Restate the records in full, keeping every word as it is.

○ ○ ○ ○ ○ ○ ○

//! Interface de terminal do printbridge: barra de progresso e saída colorida.
//!
//! Usa `indicatif` para a barra de progresso da impressão e `console` para
//! estilização com cores. O [`Dashboard`] é alimentado pelo canal de
//! notificação de status e nunca bloqueia o laço de recepção.

use console::Style;
use indicatif::{ProgressBar, ProgressStyle};
use tokio::sync::{mpsc, watch};
use tokio_util::sync::CancellationToken;

use crate::printer::snapshot::StatusSnapshot;
use crate::printer::PrinterStatus;
use crate::state_machine::{CycleOutcome, CycleRecord};

/// Barra de progresso da impressão atual mais o resumo de cada ciclo.
pub struct Dashboard {
    // Barra de 0 a 100 com o estado e as camadas na mensagem.
    pb: ProgressBar,
    green: Style,
    red: Style,
    yellow: Style,
}

impl Default for Dashboard {
    fn default() -> Self {
        Self::new()
    }
}

impl Dashboard {
    pub fn new() -> Self {
        let pb = ProgressBar::new(100);
        let style = ProgressStyle::with_template("{bar:40.cyan/blue} {pos:>3}% {msg}")
            .unwrap_or_else(|_| ProgressStyle::default_bar());
        pb.set_style(style);
        pb.set_message("waiting for printer status");

        Self {
            pb,
            green: Style::new().green().bold(),
            red: Style::new().red().bold(),
            yellow: Style::new().yellow(),
        }
    }

    /// Atualiza a barra com o snapshot mais recente.
    pub fn update(&self, status: &PrinterStatus) {
        self.pb.set_position(u64::from(status.progress_percent));
        self.pb.set_message(status_line(status));
    }

    /// Imprime o registro do ciclo acima da barra, colorido pelo desfecho.
    pub fn print_record(&self, record: &CycleRecord) {
        let (style, label) = match &record.outcome {
            Some(CycleOutcome::Completed) => (&self.green, "✓ job completed".to_string()),
            Some(CycleOutcome::Failed(cause)) => (&self.red, format!("✗ job failed: {cause}")),
            Some(CycleOutcome::Interrupted) | None => {
                (&self.yellow, "↻ job interrupted".to_string())
            }
        };
        self.pb.println(format!("{} {}", style.apply_to(label), record.job_id));
        self.pb.println(serde_json::to_string_pretty(record).unwrap_or_default());
    }

    pub fn finish(&self) {
        self.pb.finish_and_clear();
    }
}

/// Texto curto do status: `RUNNING layer 12/200, 37 min left [err 0300400C]`.
pub fn status_line(status: &PrinterStatus) -> String {
    let mut line = format!(
        "{} layer {}/{}, {} min left",
        status.state, status.current_layer, status.total_layers, status.remaining_minutes
    );
    if let Some(code) = &status.error_code {
        line.push_str(&format!(" [err {code}]"));
    }
    line
}

/// Renderiza status e registros até o encerramento.
pub async fn run_dashboard(
    mut status_rx: watch::Receiver<Option<PrinterStatus>>,
    mut records: mpsc::Receiver<CycleRecord>,
    shutdown: CancellationToken,
) {
    let dashboard = Dashboard::new();
    loop {
        tokio::select! {
            _ = shutdown.cancelled() => break,
            changed = status_rx.changed() => {
                if changed.is_err() {
                    break;
                }
                if let Some(status) = status_rx.borrow_and_update().clone() {
                    dashboard.update(&status);
                }
            }
            Some(record) = records.recv() => dashboard.print_record(&record),
        }
    }
    dashboard.finish();
}

/// Imprime o snapshot atual para o subcomando `status`.
pub fn print_status(snapshot: &StatusSnapshot) {
    let Some(status) = snapshot.latest() else {
        println!("{}", Style::new().dim().apply_to("no status received"));
        return;
    };
    let style = if snapshot.has_error() {
        Style::new().red().bold()
    } else if snapshot.is_printing() {
        Style::new().cyan().bold()
    } else if snapshot.is_finished() {
        Style::new().green().bold()
    } else {
        Style::new().bold()
    };
    println!("{}", style.apply_to(status.state));
    println!("  progress:  {}%", status.progress_percent);
    println!("  layer:     {}/{}", status.current_layer, status.total_layers);
    println!("  remaining: {} min", status.remaining_minutes);
    if let Some(code) = &status.error_code {
        println!("  error:     {code}");
    }
}
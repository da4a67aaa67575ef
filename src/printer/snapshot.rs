use std::sync::{Mutex, MutexGuard};

use tokio::sync::watch;

use super::status::PrinterStatus;

/// Most-recent-wins cell for the printer status.
///
/// One writer (the status channel's receive task), any number of readers.
/// Every update replaces the whole value under the lock, so readers never
/// see a half-applied report. Observers get a single-slot
/// [`watch`] mailbox instead of a callback; a slow observer only ever
/// misses intermediate values.
pub struct StatusSnapshot {
    latest: Mutex<Option<PrinterStatus>>,
    notify: watch::Sender<Option<PrinterStatus>>,
}

impl Default for StatusSnapshot {
    fn default() -> Self {
        Self::new()
    }
}

impl StatusSnapshot {
    pub fn new() -> Self {
        let (notify, _) = watch::channel(None);
        Self {
            latest: Mutex::new(None),
            notify,
        }
    }

    fn cell(&self) -> MutexGuard<'_, Option<PrinterStatus>> {
        // A panic while holding the lock cannot leave a partial value behind.
        self.latest.lock().unwrap_or_else(|poisoned| poisoned.into_inner())
    }

    /// Replace the current status and wake observers. Never blocks on them.
    pub fn publish(&self, status: PrinterStatus) {
        *self.cell() = Some(status.clone());
        self.notify.send_replace(Some(status));
    }

    /// Copy of the latest status, `None` before the first report.
    pub fn latest(&self) -> Option<PrinterStatus> {
        self.cell().clone()
    }

    /// Notification mailbox holding the latest published status.
    pub fn subscribe(&self) -> watch::Receiver<Option<PrinterStatus>> {
        self.notify.subscribe()
    }

    pub fn is_idle(&self) -> bool {
        self.cell().as_ref().is_some_and(PrinterStatus::is_idle)
    }

    pub fn is_printing(&self) -> bool {
        self.cell().as_ref().is_some_and(PrinterStatus::is_printing)
    }

    pub fn is_finished(&self) -> bool {
        self.cell().as_ref().is_some_and(PrinterStatus::is_finished)
    }

    pub fn has_error(&self) -> bool {
        self.cell().as_ref().is_some_and(PrinterStatus::has_error)
    }
}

○ ○ ○ ○ ○ ○ ○

EXPECTED ANSWER —
//! Interface de terminal do printbridge: barra de progresso e saída colorida.
//!
//! Usa `indicatif` para a barra de progresso da impressão e `console` para
//! estilização com cores. O [`Dashboard`] é alimentado pelo canal de
//! notificação de status e nunca bloqueia o laço de recepção.

use console::Style;
use indicatif::{ProgressBar, ProgressStyle};
use tokio::sync::{mpsc, watch};
use tokio_util::sync::CancellationToken;

use crate::printer::snapshot::StatusSnapshot;
use crate::printer::PrinterStatus;
use crate::state_machine::{CycleOutcome, CycleRecord};

/// Barra de progresso da impressão atual mais o resumo de cada ciclo.
pub struct Dashboard {
    // Barra de 0 a 100 com o estado e as camadas na mensagem.
    pb: ProgressBar,
    green: Style,
    red: Style,
    yellow: Style,
}

impl Default for Dashboard {
    fn default() -> Self {
        Self::new()
    }
}

impl Dashboard {
    pub fn new() -> Self {
        let pb = ProgressBar::new(100);
        let style = ProgressStyle::with_template("{bar:40.cyan/blue} {pos:>3}% {msg}")
            .unwrap_or_else(|_| ProgressStyle::default_bar());
        pb.set_style(style);
        pb.set_message("waiting for printer status");

        Self {
            pb,
            green: Style::new().green().bold(),
            red: Style::new().red().bold(),
            yellow: Style::new().yellow(),
        }
    }

    /// Atualiza a barra com o snapshot mais recente.
    pub fn update(&self, status: &PrinterStatus) {
        self.pb.set_position(u64::from(status.progress_percent));
        self.pb.set_message(status_line(status));
    }

    /// Imprime o registro do ciclo acima da barra, colorido pelo desfecho.
    pub fn print_record(&self, record: &CycleRecord) {
        let (style, label) = match &record.outcome {
            Some(CycleOutcome::Completed) => (&self.green, "✓ job completed".to_string()),
            Some(CycleOutcome::Failed(cause)) => (&self.red, format!("✗ job failed: {cause}")),
            Some(CycleOutcome::Interrupted) | None => {
                (&self.yellow, "↻ job interrupted".to_string())
            }
        };
        self.pb.println(format!("{} {}", style.apply_to(label), record.job_id));
        self.pb.println(serde_json::to_string_pretty(record).unwrap_or_default());
    }

    pub fn finish(&self) {
        self.pb.finish_and_clear();
    }
}

/// Texto curto do status: `RUNNING layer 12/200, 37 min left [err 0300400C]`.
pub fn status_line(status: &PrinterStatus) -> String {
    let mut line = format!(
        "{} layer {}/{}, {} min left",
        status.state, status.current_layer, status.total_layers, status.remaining_minutes
    );
    if let Some(code) = &status.error_code {
        line.push_str(&format!(" [err {code}]"));
    }
    line
}

/// Renderiza status e registros até o encerramento.
pub async fn run_dashboard(
    mut status_rx: watch::Receiver<Option<PrinterStatus>>,
    mut records: mpsc::Receiver<CycleRecord>,
    shutdown: CancellationToken,
) {
    let dashboard = Dashboard::new();
    loop {
        tokio::select! {
            _ = shutdown.cancelled() => break,
            changed = status_rx.changed() => {
                if changed.is_err() {
                    break;
                }
                if let Some(status) = status_rx.borrow_and_update().clone() {
                    dashboard.update(&status);
                }
            }
            Some(record) = records.recv() => dashboard.print_record(&record),
        }
    }
    dashboard.finish();
}

/// Imprime o snapshot atual para o subcomando `status`.
pub fn print_status(snapshot: &StatusSnapshot) {
    let Some(status) = snapshot.latest() else {
        println!("{}", Style::new().dim().apply_to("no status received"));
        return;
    };
    let style = if snapshot.has_error() {
        Style::new().red().bold()
    } else if snapshot.is_printing() {
        Style::new().cyan().bold()
    } else if snapshot.is_finished() {
        Style::new().green().bold()
    } else {
        Style::new().bold()
    };
    println!("{}", style.apply_to(status.state));
    println!("  progress:  {}%", status.progress_percent);
    println!("  layer:     {}/{}", status.current_layer, status.total_layers);
    println!("  remaining: {} min", status.remaining_minutes);
    if let Some(code) = &status.error_code {
        println!("  error:     {code}");
    }
}
repository da4a67aaa67575ef
filename src/printer/snapshot.rs
use std::sync::{Mutex, MutexGuard};

use tokio::sync::watch;

use super::status::PrinterStatus;

/// Most-recent-wins cell for the printer status.
///
/// One writer (the status channel's receive task), any number of readers.
/// Every update replaces the whole value under the lock, so readers never
/// see a half-applied report. Observers get a single-slot
/// [`watch`] mailbox instead of a callback; a slow observer only ever
/// misses intermediate values.
pub struct StatusSnapshot {
    latest: Mutex<Option<PrinterStatus>>,
    notify: watch::Sender<Option<PrinterStatus>>,
}

impl Default for StatusSnapshot {
    fn default() -> Self {
        Self::new()
    }
}

impl StatusSnapshot {
    pub fn new() -> Self {
        let (notify, _) = watch::channel(None);
        Self {
            latest: Mutex::new(None),
            notify,
        }
    }

    fn cell(&self) -> MutexGuard<'_, Option<PrinterStatus>> {
        // A panic while holding the lock cannot leave a partial value behind.
        self.latest.lock().unwrap_or_else(|poisoned| poisoned.into_inner())
    }

    /// Replace the current status and wake observers. Never blocks on them.
    pub fn publish(&self, status: PrinterStatus) {
        *self.cell() = Some(status.clone());
        self.notify.send_replace(Some(status));
    }

    /// Copy of the latest status, `None` before the first report.
    pub fn latest(&self) -> Option<PrinterStatus> {
        self.cell().clone()
    }

    /// Notification mailbox holding the latest published status.
    pub fn subscribe(&self) -> watch::Receiver<Option<PrinterStatus>> {
        self.notify.subscribe()
    }

    pub fn is_idle(&self) -> bool {
        self.cell().as_ref().is_some_and(PrinterStatus::is_idle)
    }

    pub fn is_printing(&self) -> bool {
        self.cell().as_ref().is_some_and(PrinterStatus::is_printing)
    }

    pub fn is_finished(&self) -> bool {
        self.cell().as_ref().is_some_and(PrinterStatus::is_finished)
    }

    pub fn has_error(&self) -> bool {
        self.cell().as_ref().is_some_and(PrinterStatus::has_error)
    }
}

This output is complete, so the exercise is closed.